40. Line of Liars

1K 210 13
                                    

Bunyi peluit wasit menghentikan pergerakan kedua tim futsal yang sedang bertanding. Semua pemain menepi dari lapangan GOR pagi menjelang siang itu. Babak pertama selesai. Waktunya istirahat selama 15 menit.

Meski sabtu Minggu, kegiatan kampus tidak pernah sepi. Selalu ada saja. Seperti dua hari di akhir pekan ini, BEM fakultas Fasilkom mengadakan agenda pekan olahraga cabang futsal yang dikuti tim antar jurusan di fakultas tersebut.

Prilly mengambil ponsel—yang sedari tadi digunakan untuk menyuting pertandingan futsal melalui live Instagram—dari tripod yang dibawanya dari rumah. Ia memegang ponselnya, lalu mengganti pengaturan kamera menjadi kamera depan—hingga yang tampil di layar persegi panjang itu wajah ayunya. Setidaknya ada sekitar 50 lebih pemirsa yang menonton siaran langsung itu. Ia memakai akun resmi BEM fakultas karena liputannya masih bagian dari kegiatan kampus.

"Aku beli minum dulu. Mau apa?" tanya seseorang yang sedari tadi duduk di sebelahnya. Seseorang yang tiba-tiba punya job desk dadakan—jadi fotografer—mendokumentasikan pertandingan hari ini.

Wajahnya masih dingin, namun tidak separah saat mereka bertemu tadi. Sudah agak mendingan, sebagaimana Prilly yang hari ini jauh lebih baik dibandingkan kemarin. Pagi tadi, Prilly antara berani-tidak berani memberitahu Ali soal dirinya yang tidak bisa menepati janji untuk tidak meliput hari ini karena kondisinya yang sempat drop kemarin. Namun, beberapa alasan membuatnya harus benar-benar pergi hari ini. Aksinya tentu seperti memaksakan, yang membuat Ali protes habis-habisan di telepon pagi tadi.

"Halo?"

"Halo, kamu udah bangun?"

"Baru mau tidur. Kenapa?"

Prilly meringis ragu. Sempat bimbang. "Ya udah kalau gitu nanti aku telepon lagi."

"Kenapa? Udah mendingan?"

"Udah. Udah adem. Nggak demam lagi. Udah nggak sakit lagi kepalanya. Udah keringetan juga," lapornya seperti anak kecil. Menggemaskan.

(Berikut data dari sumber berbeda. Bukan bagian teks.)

//! Goal storage facade contract and SQLite implementation.
//!
//! # Responsibility
//! - Provide whole-collection read/write plus derived per-item operations
//!   over the two document keys (`goals`, `categories`).
//! - Keep serialization and SQL inside the persistence boundary.
//!
//! # Invariants
//! - Write paths call `Goal::validate()` before any mutation.
//! - Per-item operations are read-modify-write over the full collection;
//!   last writer wins. The application has a single logical writer, so no
//!   cross-writer arbitration exists here.
//! - First category access seeds the fixed default set exactly once.

use crate::db::DbError;
use crate::model::category::{default_categories, GoalCategory};
use crate::model::goal::{Goal, GoalId, GoalValidationError, MilestoneId};
use crate::store::collection::GoalCollection;
use rusqlite::{params, Connection, OptionalExtension};
use std::error::Error;
use std::fmt::{Display, Formatter};

const GOALS_KEY: &str = "goals";
const CATEGORIES_KEY: &str = "categories";

pub type StoreResult<T> = Result<T, StoreError>;

/// Storage facade error.
///
/// An absent document decodes to an empty collection; only a present but
/// undecodable one raises `Corrupt`. Callers can therefore distinguish
/// "empty because no data" from "empty because of a fault".
#[derive(Debug)]
pub enum StoreError {
    Validation(GoalValidationError),
    Db(DbError),
    Corrupt {
        key: &'static str,
        source: serde_json::Error,
    },
    Duplicate(GoalId),
    NotFound(GoalId),
    MilestoneNotFound(MilestoneId),
}

impl Display for StoreError {
    fn fmt(&self, f: &mut Formatter<'_>) -> std::fmt::Result {
        match self {
            Self::Validation(err) => write!(f, "{err}"),
            Self::Db(err) => write!(f, "{err}"),
            Self::Corrupt { key, source } => {
                write!(f, "stored document `{key}` is not valid JSON: {source}")
            }
            Self::Duplicate(id) => write!(f, "goal already exists: {id}"),
            Self::NotFound(id) => write!(f, "goal not found: {id}"),
            Self::MilestoneNotFound(id) => write!(f, "milestone not found: {id}"),
        }
    }
}

impl Error for StoreError {
    fn source(&self) -> Option<&(dyn Error + 'static)> {
        match self {
            Self::Validation(err) => Some(err),
            Self::Db(err) => Some(err),
            Self::Corrupt { source, .. } => Some(source),
            Self::Duplicate(_) | Self::NotFound(_) | Self::MilestoneNotFound(_) => None,
        }
    }
}

impl From<GoalValidationError> for StoreError {
    fn from(value: GoalValidationError) -> Self {
        Self::Validation(value)
    }
}

impl From<DbError> for StoreError {
    fn from(value: DbError) -> Self {
        Self::Db(value)
    }
}

impl From<rusqlite::Error> for StoreError {
    fn from(value: rusqlite::Error) -> Self {
        Self::Db(DbError::Sqlite(value))
    }
}

/// Persistence contract for the two goal-tracking collections.
pub trait GoalStore {
    /// Full goal collection; empty when the key has never been written.
    fn get_goals(&self) -> StoreResult<Vec<Goal>>;
    /// Whole-collection overwrite, replacing any prior value.
    fn save_goals(&self, goals: &[Goal]) -> StoreResult<()>;
    /// Appends one goal; rejects an id that is already present.
    fn add_goal(&self, goal: &Goal) -> StoreResult<GoalId>;
    /// Replaces the record with the same id in place.
    fn update_goal(&self, goal: &Goal) -> StoreResult<()>;
    /// Removes at most the matching record. Idempotent; returns whether a
    /// record was actually removed.
    fn delete_goal(&self, id: GoalId) -> StoreResult<bool>;
    /// Categories; seeds and persists the fixed defaults on first access.
    fn get_categories(&self) -> StoreResult<Vec<GoalCategory>>;
    /// Whole-collection overwrite, mirroring `save_goals`.
    fn save_categories(&self, categories: &[GoalCategory]) -> StoreResult<()>;
}

/// SQLite-backed store over the `documents` key-value table.
pub struct SqliteGoalStore<'conn> {
    conn: &'conn Connection,
}

impl<'conn> SqliteGoalStore<'conn> {
    pub fn new(conn: &'conn Connection) -> Self {
        Self { conn }
    }

    fn read_document(&self, key: &'static str) -> StoreResult<Option<String>> {
        let value = self
            .conn
            .query_row(
                "SELECT value FROM documents WHERE key = ?1;",
                [key],
                |row| row.get(0),
            )
            .optional()?;
        Ok(value)
    }

    fn write_document(&self, key: &'static str, value: &str) -> StoreResult<()> {
        self.conn.execute(
            "INSERT INTO documents (key, value) VALUES (?1, ?2)
             ON CONFLICT(key) DO UPDATE SET value = excluded.value;",
            params![key, value],
        )?;
        Ok(())
    }

    fn load_collection(&self) -> StoreResult<GoalCollection> {
        match self.read_document(GOALS_KEY)? {
            Some(raw) => serde_json::from_str(&raw).map_err(|source| StoreError::Corrupt {
                key: GOALS_KEY,
                source,
            }),
            None => Ok(GoalCollection::default()),
        }
    }

    fn store_collection(&self, collection: &GoalCollection) -> StoreResult<()> {
        let raw = encode(GOALS_KEY, collection)?;
        self.write_document(GOALS_KEY, &raw)
    }
}

impl GoalStore for SqliteGoalStore<'_> {
    fn get_goals(&self) -> StoreResult<Vec<Goal>> {
        Ok(self.load_collection()?.into_vec())
    }

    fn save_goals(&self, goals: &[Goal]) -> StoreResult<()> {
        for goal in goals {
            goal.validate()?;
        }
        let raw = encode(GOALS_KEY, &goals)?;
        self.write_document(GOALS_KEY, &raw)
    }

    fn add_goal(&self, goal: &Goal) -> StoreResult<GoalId> {
        goal.validate()?;

        let mut collection = self.load_collection()?;
        if collection.contains(goal.id) {
            return Err(StoreError::Duplicate(goal.id));
        }
        collection.push(goal.clone());
        self.store_collection(&collection)?;
        Ok(goal.id)
    }

    fn update_goal(&self, goal: &Goal) -> StoreResult<()> {
        goal.validate()?;

        let mut collection = self.load_collection()?;
        if !collection.replace(goal.clone()) {
            return Err(StoreError::NotFound(goal.id));
        }
        self.store_collection(&collection)
    }

    fn delete_goal(&self, id: GoalId) -> StoreResult<bool> {
        let mut collection = self.load_collection()?;
        if collection.remove(id).is_none() {
            return Ok(false);
        }
        self.store_collection(&collection)?;
        Ok(true)
    }

    fn get_categories(&self) -> StoreResult<Vec<GoalCategory>> {
        match self.read_document(CATEGORIES_KEY)? {
            Some(raw) => serde_json::from_str(&raw).map_err(|source| StoreError::Corrupt {
                key: CATEGORIES_KEY,
                source,
            }),
            None => {
                let defaults = default_categories();
                self.save_categories(&defaults)?;
                Ok(defaults)
            }
        }
    }

    fn save_categories(&self, categories: &[GoalCategory]) -> StoreResult<()> {
        let raw = encode(CATEGORIES_KEY, &categories)?;
        self.write_document(CATEGORIES_KEY, &raw)
    }
}

fn encode<T: serde::Serialize>(key: &'static str, value: &T) -> StoreResult<String> {
    serde_json::to_string(value).map_err(|source| StoreError::Corrupt { key, source })
}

"Ya udah, istirahat lagi. Mumpung libur. Makan yang banyak."

"...iya."

"Tadi mau ngomong apa?"

"Nggak jadi, nanti siang aku telepon lagi."

"Apa?"

Prilly menghela napas lebih dahulu sebelum bicara. "Subuh tadi partner ngeliputku ngabari kalau ada urusan mendadak—"

"Anak himpunan cuma dia doang? Nggak bisa diganti sama sie yang lain?" Benar, kan, dugaannya. Ia langsung kena semprot begitu saja.

"Dengerin aku dulu...." balasnya lembut. "Ini masih pagi banget. Belum ada anak yang ngerespons. Sedangkan acaranya jam 7. "

"Bisa-bisanya, ya? Terus bentuk rasa bersalah partner kamu apa?"

"...."

"Lepas gitu aja?" tebak Ali sarkastik. Begitu dingin. Prilly bisa merasakan itu hanya dengan mendengar suaranya, tidak berani membayangkan wajahnya diseberang telepon sana. Ia pasti baru pulang lembur, sudah berangan-angan akan tidur setidaknya sampai siang untuk menebus jam tidurnya yang selalu terenggut tiap malam.

"Aku udah mendingan. Beneran."

Di sambungan telepon itu hanya ada diam yang cukup lama. Setelah Prilly mengatakan itu, Ali tidak menanggapi dengan apapun. Entah apa yang dilakukannya diseberang telepon sana. Hening. Selanjutnya baru ada grasak-grusuk kecil. Pun Prilly tidak berkata apa-apa lagi untuk meyakinkan tunangannya itu. Takut Ali marah. Ia pasti merasa rungsing—belum tidur karena begadang semalaman parah. Ditambah dengan kabar yang dibawanya pagi-pagi buta begini.